| What you will do |
Give the number of lines below that hold the string "rolling", and nothing more.

| Records provided |

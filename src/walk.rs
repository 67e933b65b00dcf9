//! Source-tree lister: turns a directory walk into the ordered SrcFile
//! list a sync round is built from.

use std::fs::Metadata;
use std::os::unix::fs::MetadataExt;
use std::path::{Path, PathBuf};

use anyhow::{Context, Result};
use filetime::FileTime;
use tracing::warn;
use walkdir::WalkDir;

use crate::proto::SrcFile;

pub struct SrcFileLister {
    pub root: PathBuf,
    /// Include directory entries so empty directories materialize on the
    /// receiver. When off, directories arrive only implicitly through
    /// their children's paths.
    pub include_empty_dirs: bool,
}

impl SrcFileLister {
    pub fn new(root: impl Into<PathBuf>, include_empty_dirs: bool) -> Self {
        Self {
            root: root.into(),
            include_empty_dirs,
        }
    }

    /// Lists the whole tree in deterministic (name-sorted) order. The
    /// root itself is never listed.
    pub fn list(&self) -> Result<Vec<SrcFile>> {
        self.list_under(&self.root)
    }

    /// Lists the subtree rooted at `path`, which must live inside the
    /// lister's root. Entries that vanish mid-walk are skipped with a
    /// warning; monitor mode races against editors all the time.
    pub fn list_under(&self, path: &Path) -> Result<Vec<SrcFile>> {
        let mut list = Vec::new();
        for entry in WalkDir::new(path).sort_by_file_name() {
            let entry = match entry {
                Ok(e) => e,
                Err(e) => {
                    if e.io_error().map(|io| io.kind()) == Some(std::io::ErrorKind::NotFound) {
                        warn!("skipping vanished entry: {e}");
                        continue;
                    }
                    return Err(e).context("walk failed");
                }
            };
            let meta = match entry.metadata() {
                Ok(m) => m,
                Err(e) => {
                    warn!("skipping unreadable entry {}: {e}", entry.path().display());
                    continue;
                }
            };
            if let Some(f) = self.entry(entry.path(), &meta)? {
                list.push(f);
            }
        }
        Ok(list)
    }

    /// Stats a single path and appends it. A path that no longer exists
    /// is skipped with a warning.
    pub fn add_path(&self, list: &mut Vec<SrcFile>, path: &Path) -> Result<()> {
        let meta = match std::fs::metadata(path) {
            Ok(m) => m,
            Err(e) if e.kind() == std::io::ErrorKind::NotFound => {
                warn!("skipping vanished path {}", path.display());
                return Ok(());
            }
            Err(e) => {
                return Err(e).with_context(|| format!("failed to stat {}", path.display()))
            }
        };
        if let Some(f) = self.entry(path, &meta)? {
            list.push(f);
        }
        Ok(())
    }

    fn entry(&self, path: &Path, meta: &Metadata) -> Result<Option<SrcFile>> {
        let rel = path
            .strip_prefix(&self.root)
            .with_context(|| format!("{} is outside the sync root", path.display()))?;
        if rel.as_os_str().is_empty() {
            return Ok(None);
        }
        let mut size = meta.len();
        if meta.is_dir() {
            if !self.include_empty_dirs {
                return Ok(None);
            }
            size = 0;
        }
        let mtime = FileTime::from_last_modification_time(meta);
        Ok(Some(SrcFile {
            path: rel.to_string_lossy().into_owned(),
            uid: meta.uid(),
            gid: meta.gid(),
            mode: meta.mode(),
            size,
            mtime_sec: mtime.unix_seconds(),
            mtime_nsec: mtime.nanoseconds(),
        }))
    }
}
//! Unlink-on-drop guard for reconstruction temp files.
//!
//! Reconstruction always writes into a temp file beside the destination
//! and renames it into place on success. The guard covers every failure
//! path in between; it is defused only once the rename has committed.

use std::path::{Path, PathBuf};

pub struct TempFileGuard {
    path: PathBuf,
    armed: bool,
}

impl TempFileGuard {
    pub fn new(path: impl Into<PathBuf>) -> Self {
        Self {
            path: path.into(),
            armed: true,
        }
    }

    pub fn path(&self) -> &Path {
        &self.path
    }

    /// Call after the rename commits; the temp no longer exists under
    /// this name and must not be removed.
    pub fn defuse(mut self) {
        self.armed = false;
    }
}

impl Drop for TempFileGuard {
    fn drop(&mut self) {
        if self.armed {
            let _ = std::fs::remove_file(&self.path);
        }
    }
}

#[cfg(test)]
mod tests {
    use super::*;
    use tempfile::TempDir;

    #[test]
    fn test_drop_removes_file() {
        let tmp = TempDir::new().unwrap();
        let path = tmp.path().join("victim.tmp");
        std::fs::write(&path, b"scratch").unwrap();
        {
            let _guard = TempFileGuard::new(&path);
        }
        assert!(!path.exists());
    }

    #[test]
    fn test_defuse_keeps_file() {
        let tmp = TempDir::new().unwrap();
        let path = tmp.path().join("keeper.tmp");
        std::fs::write(&path, b"scratch").unwrap();
        let guard = TempFileGuard::new(&path);
        guard.defuse();
        assert!(path.exists());
    }

    #[test]
    fn test_drop_on_missing_file_is_quiet() {
        let tmp = TempDir::new().unwrap();
        let _guard = TempFileGuard::new(tmp.path().join("never-created.tmp"));
    }
}
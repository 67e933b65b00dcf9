//! Block-level delta machinery: rolling weak hash, the sliding-window
//! buffer, the block-signature producer and the delta generator.

pub mod checksum;
pub mod generator;
pub mod rolling;
pub mod window;

pub use checksum::{block_sums, file_block_sums};
pub use generator::{index_sums, send_new_file, send_partial, IndexedSum, SumIndex};
pub use rolling::{adler32, Adler32};
pub use window::Bring;
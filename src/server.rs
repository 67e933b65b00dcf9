//! Daemon: accepts connections and serves sync sessions.
//!
//! One accepted connection is one session. Each session is handled
//! serially in its own task; within it the daemon loops serving sync
//! rounds until the client closes the stream. Session errors close that
//! connection and accepting continues.

use std::path::PathBuf;
use std::time::Duration;

use anyhow::{bail, Context, Result};
use tokio::io::{AsyncRead, AsyncWrite};
use tokio::net::{TcpListener, UnixListener};
use tokio::time::timeout;
use tracing::{debug, warn};

use crate::proto::{Handshake, WireReader, WireWriter, ACK_OK, PROTOCOL_VERSION, WIRE_FORMAT_TYPED};
use crate::receiver::Receiver;

/// Bounds how long a misconnected client can hold a slot before saying
/// anything. Only the handshake read is guarded; sync rounds are not.
pub const HANDSHAKE_TIMEOUT: Duration = Duration::from_millis(300);

#[derive(Debug, Clone)]
pub struct Server {
    pub root: PathBuf,
    pub block_size: u32,
}

impl Server {
    pub fn new(root: impl Into<PathBuf>, block_size: u32) -> Self {
        Self {
            root: root.into(),
            block_size,
        }
    }

    pub async fn run_tcp(&self, listener: TcpListener) -> Result<()> {
        loop {
            let (stream, peer) = listener.accept().await.context("failed to accept")?;
            debug!("accepted connection from {peer}");
            let server = self.clone();
            tokio::spawn(async move {
                if let Err(e) = server.serve(stream).await {
                    warn!("session failed: {e:#}");
                }
            });
        }
    }

    pub async fn run_unix(&self, listener: UnixListener) -> Result<()> {
        loop {
            let (stream, _) = listener.accept().await.context("failed to accept")?;
            debug!("accepted unix connection");
            let server = self.clone();
            tokio::spawn(async move {
                if let Err(e) = server.serve(stream).await {
                    warn!("session failed: {e:#}");
                }
            });
        }
    }

    /// Serves one session on an established stream: handshake, then
    /// sync rounds until the peer closes.
    pub async fn serve<S>(&self, stream: S) -> Result<()>
    where
        S: AsyncRead + AsyncWrite + Unpin,
    {
        let (rd, wr) = tokio::io::split(stream);
        let mut r = WireReader::new(rd);
        let mut w = WireWriter::new(wr);

        let hs = timeout(HANDSHAKE_TIMEOUT, Handshake::read_from(&mut r))
            .await
            .context("handshake timed out")??;
        if hs.version != PROTOCOL_VERSION {
            bail!(
                "protocol version mismatch: got {}, want {}",
                hs.version,
                PROTOCOL_VERSION
            );
        }
        if hs.wire_format != WIRE_FORMAT_TYPED {
            bail!("unsupported wire format {}", hs.wire_format);
        }

        let recv = Receiver::new(&self.root, self.block_size);
        loop {
            let Some((mut list, delete_extra)) = recv.recv_src_file_list(&mut r).await? else {
                debug!("peer closed the session");
                return Ok(());
            };
            if delete_extra {
                let deleted = recv.delete_extra(&list).await?;
                if deleted > 0 {
                    debug!("removed {deleted} extraneous entries");
                }
            }
            recv.make_dirs(&list).await?;
            let nr_changed = recv.send_dst_file_list(&mut w, &mut list).await?;
            if nr_changed == 0 {
                debug!("nothing has changed");
                continue;
            }
            debug!("{nr_changed} file(s) seem to have changed");
            recv.build_files(&mut r, &list, nr_changed).await?;
            w.write_ack(ACK_OK).await?;
            w.flush().await?;
        }
    }
}

#[cfg(test)]
mod tests {
    use super::*;
    use crate::proto::HandshakeFlags;

    #[tokio::test]
    async fn test_serve_rejects_bad_magic() {
        let (client, server) = tokio::io::duplex(1 << 16);
        let srv = Server::new("/nonexistent", 8);
        let serve = tokio::spawn(async move { srv.serve(server).await });

        let mut w = WireWriter::new(client);
        w.write_raw(b"nope....").await.unwrap();
        w.flush().await.unwrap();

        let err = serve.await.unwrap().unwrap_err();
        assert!(err.to_string().contains("magic"));
    }

    #[tokio::test]
    async fn test_serve_rejects_version_mismatch() {
        let (client, server) = tokio::io::duplex(1 << 16);
        let srv = Server::new("/nonexistent", 8);
        let serve = tokio::spawn(async move { srv.serve(server).await });

        let hs = Handshake::new(99, WIRE_FORMAT_TYPED, HandshakeFlags::empty());
        let mut w = WireWriter::new(client);
        w.write_raw(&hs.encode()).await.unwrap();
        w.flush().await.unwrap();

        let err = serve.await.unwrap().unwrap_err();
        assert!(err.to_string().contains("version mismatch"));
    }

    #[tokio::test]
    async fn test_serve_times_out_silent_client() {
        let (client, server) = tokio::io::duplex(1 << 16);
        let srv = Server::new("/nonexistent", 8);
        let serve = tokio::spawn(async move { srv.serve(server).await });

        // say nothing; the handshake deadline should fire
        let err = serve.await.unwrap().unwrap_err();
        assert!(err.to_string().contains("timed out"));
        drop(client);
    }

    #[tokio::test]
    async fn test_serve_ends_on_clean_close_after_handshake() {
        let (client, server) = tokio::io::duplex(1 << 16);
        let srv = Server::new("/nonexistent", 8);
        let serve = tokio::spawn(async move { srv.serve(server).await });

        let hs = Handshake::new(PROTOCOL_VERSION, WIRE_FORMAT_TYPED, HandshakeFlags::empty());
        let mut w = WireWriter::new(client);
        w.write_raw(&hs.encode()).await.unwrap();
        w.flush().await.unwrap();
        drop(w);

        serve.await.unwrap().unwrap();
    }
}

| Task solution |
3